Thank God for David Cameron and his "brazenly elitist" approach to education. It takes a party with balls to recognise what's wrong with our country's education system. Mr Cameron's right: there are simply too many working-class teachers ruining our classrooms.

Is it any wonder that our pupils leave schools without the mandatory five A*-Cs including English and maths when all their English teacher could achieve was a dismal Desmond from a Newtown Polytechnic? No wonder the country is going to the dogs when all these people with regional accents and amalgam fillings are taking all of the top teaching jobs.

I mean, why on earth should we value charismatic leadership, inter-personal skills, and inspirational teaching and learning strategies over an academic result spawned by a postcode lottery biased towards class and wealth?

No, what we really need to sort out our schools in special measures is a bunch of middle-class professionals on the fast-track Teach Now programme who, having already failed in one career, can now fail in another. While these ex-lawyers and bankers model effective learning by showing the kids how to join a tennis club, pass the port and employ a gardener, you have to wonder whether it might not have been more appropriate to fast-track a graduate from a call centre to demonstrate the more useful skill of closing a telesales deal.

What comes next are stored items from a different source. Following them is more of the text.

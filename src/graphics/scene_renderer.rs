//! The forward renderer drawing the scene graph into the window.

use std::{borrow::Cow, mem::size_of};

use zerocopy::{AsBytes, FromBytes};

use crate::{
    math::uv,
    scene::{Material, Node, NodeKind, Scene},
};

use super::{
    camera::PerspectiveCamera,
    light::{LightUniforms, ShadowConfig},
    mesh::{MeshUniformBinding, Vertex},
    renderer::{Frame, Renderer, DEPTH_FORMAT, SWAPCHAIN_FORMAT},
    util::{GpuMat4, GpuVec3, GpuVec4},
};

//
// uniform types
//

/// Per-frame values shared by every draw.
#[repr(C)]
#[derive(Debug, Clone, Copy, AsBytes, FromBytes)]
struct FrameUniforms {
    view_proj: GpuMat4,
    camera_position: GpuVec3,
    exposure: f32,
}

/// Per-mesh values, written into each mesh's own uniform buffer.
#[repr(C)]
#[derive(Debug, Clone, Copy, AsBytes, FromBytes)]
struct MeshUniforms {
    model: GpuMat4,
    base_color: GpuVec4,
    opacity: f32,
    receive_shadows: u32,
    /// offset into the global joint matrix buffer
    joint_offset: u32,
    /// whether the vertex shader applies joint matrices at all
    skinned: u32,
}

#[repr(C)]
#[derive(Debug, Clone, Copy, AsBytes, FromBytes)]
struct ShadowUniforms {
    light_matrix: GpuMat4,
}

//
// renderer
//

/// One pipeline per combination of material state the scene can contain.
struct ScenePipelines {
    opaque: wgpu::RenderPipeline,
    opaque_double_sided: wgpu::RenderPipeline,
    transparent: wgpu::RenderPipeline,
    transparent_no_depth: wgpu::RenderPipeline,
}

impl ScenePipelines {
    fn select(&self, material: &Material) -> &wgpu::RenderPipeline {
        match (material.transparent, material.depth_write, material.double_sided) {
            (true, true, _) => &self.transparent,
            (true, false, _) => &self.transparent_no_depth,
            (false, _, true) => &self.opaque_double_sided,
            (false, _, false) => &self.opaque,
        }
    }
}

/// Which meshes a render pass traversal draws and how.
#[derive(Clone, Copy, PartialEq, Eq)]
enum DrawPhase {
    /// Depth-only pass into the shadow map; only shadow casters.
    Shadow,
    /// Main pass, opaque materials only.
    Opaque,
    /// Main pass, alpha-blended materials, drawn after everything opaque.
    Transparent,
}
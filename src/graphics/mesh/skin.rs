use crate::math::{uv, Transform};

/// A hierarchy of joints used for deforming and animating meshes.
#[derive(Debug, Clone)]
pub struct Skin {
    pub root_transform: uv::Mat4,
    pub joints: Vec<Joint>,
}

#[derive(Debug, Clone)]
pub struct Joint {
    pub name: Option<String>,
    /// index of the joint's parent joint in the skin's `joints` array
    pub parent_idx: Option<usize>,
    /// inverse bind matrix, stays constant
    pub inv_bind_matrix: uv::Mat4,
    /// pose relative to the parent joint, updated by animations
    pub local_pose: Transform,
    /// the final joint transform for use in rendering, also updated by animations
    pub joint_matrix: uv::Mat4,
}

impl Skin {
    /// Recompute every joint's final matrix from the current local poses.
    ///
    /// Called after animation sampling, and once at load time
    /// so the skin is usable before (or without) any animation playing.
    pub fn update_joint_matrices(&mut self) {
        // cache global poses so we only compute each of them once
        // (rather than every time a child joint is computed)
        let mut global_poses: Vec<Option<uv::Mat4>> = vec![None; self.joints.len()];
        for joint_idx in 0..self.joints.len() {
            // traverse recursively until an already computed global parent transform is found
            fn populate_parents(
                joint_idx: usize,
                joints: &[Joint],
                global_poses: &mut [Option<uv::Mat4>],
            ) {
                if let Some(parent_idx) = joints[joint_idx].parent_idx {
                    if global_poses[parent_idx].is_none() {
                        populate_parents(parent_idx, joints, global_poses);
                    }
                    global_poses[joint_idx] = Some(
                        // global pose is guaranteed to exist because we just called
                        // populate_parents if it didn't
                        global_poses[parent_idx].unwrap()
                            * joints[joint_idx].local_pose.as_matrix(),
                    );
                } else {
                    global_poses[joint_idx] = Some(joints[joint_idx].local_pose.as_matrix());
                }
            }
            populate_parents(joint_idx, &self.joints, &mut global_poses);
            let joint_pose = global_poses[joint_idx].unwrap();

            self.joints[joint_idx].joint_matrix =
                self.root_transform * joint_pose * self.joints[joint_idx].inv_bind_matrix;
        }
    }
}

#[cfg(test)]
mod tests {
    use super::*;

    fn test_joint(parent_idx: Option<usize>, y_offset: f32) -> Joint {
        Joint {
            name: None,
            parent_idx,
            inv_bind_matrix: uv::Mat4::identity(),
            local_pose: Transform {
                position: uv::Vec3::new(0.0, y_offset, 0.0),
                ..Transform::identity()
            },
            joint_matrix: uv::Mat4::identity(),
        }
    }

    #[test]
    fn joint_matrices_accumulate_down_the_hierarchy() {
        let mut skin = Skin {
            root_transform: uv::Mat4::identity(),
            joints: vec![test_joint(None, 1.0), test_joint(Some(0), 2.0)],
        };
        skin.update_joint_matrices();
        let child_translation = skin.joints[1].joint_matrix.cols[3];
        assert_eq!(child_translation.y, 3.0);
    }
}
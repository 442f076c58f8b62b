pub mod clip;
pub use clip::{AnimatedProperty, AnimationClip, Channel, ChannelType, InterpolationMode, Target};

pub mod mixer;
pub use mixer::AnimationMixer;

pub mod interpolation;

This may be sour grapes from someone born on a council estate, but it is informed by first-hand experience. The very worst teacher I have ever come across - and by a country mile - also happened to be the most qualified. Four years ago, I had the misfortune to work alongside Dr X, a PGCE student with a doctorate from Durham University and the emotional intelligence of a Curly Wurly. It was a lively school, full of working-class kids, and only slightly less working-class teachers, but Dr X insisted that all the pupils, and the staff, acknowledged his PhD status by referring to him at all times using his full academic soubriquet. He survived less than two weeks. His subject knowledge, of course, was nonpareil. On paper, he was David Cameron's dreamboat; in the flesh his stunted social skills made him as employable as a dalek.

Brazenly elite qualifications do not necessarily make good teachers. Empathy, humour, passion and compassion are all as important as good subject knowledge. A first in physics will not necessarily inspire a thirst for physics - it needs a "spoonful of sugar" to help the lesson slip down, and that's what all good teachers provide in their enthusiastic, warm and lively approach to their curriculum areas.

But you do have to admire Mr Cameron's pluck. The country is in recession, the old boy's career infrastructure is collapsing under the strain, and so he commandeers the one remaining honey pot job-spot and reinvents it for the nobs and toffs. How else do you interpret the Teach Now programme, except as a career lifeline for floundering home counties bankers and lawyers in danger of defaulting on their mortgages and little Pippa's first pony's livery fees? When Mr Cameron announced recently that he wanted to make teaching a "noble" profession, let's hope he was referring to moral excellence and not to social class.

Beverley Briggs, Secondary English teacher, Gateshead.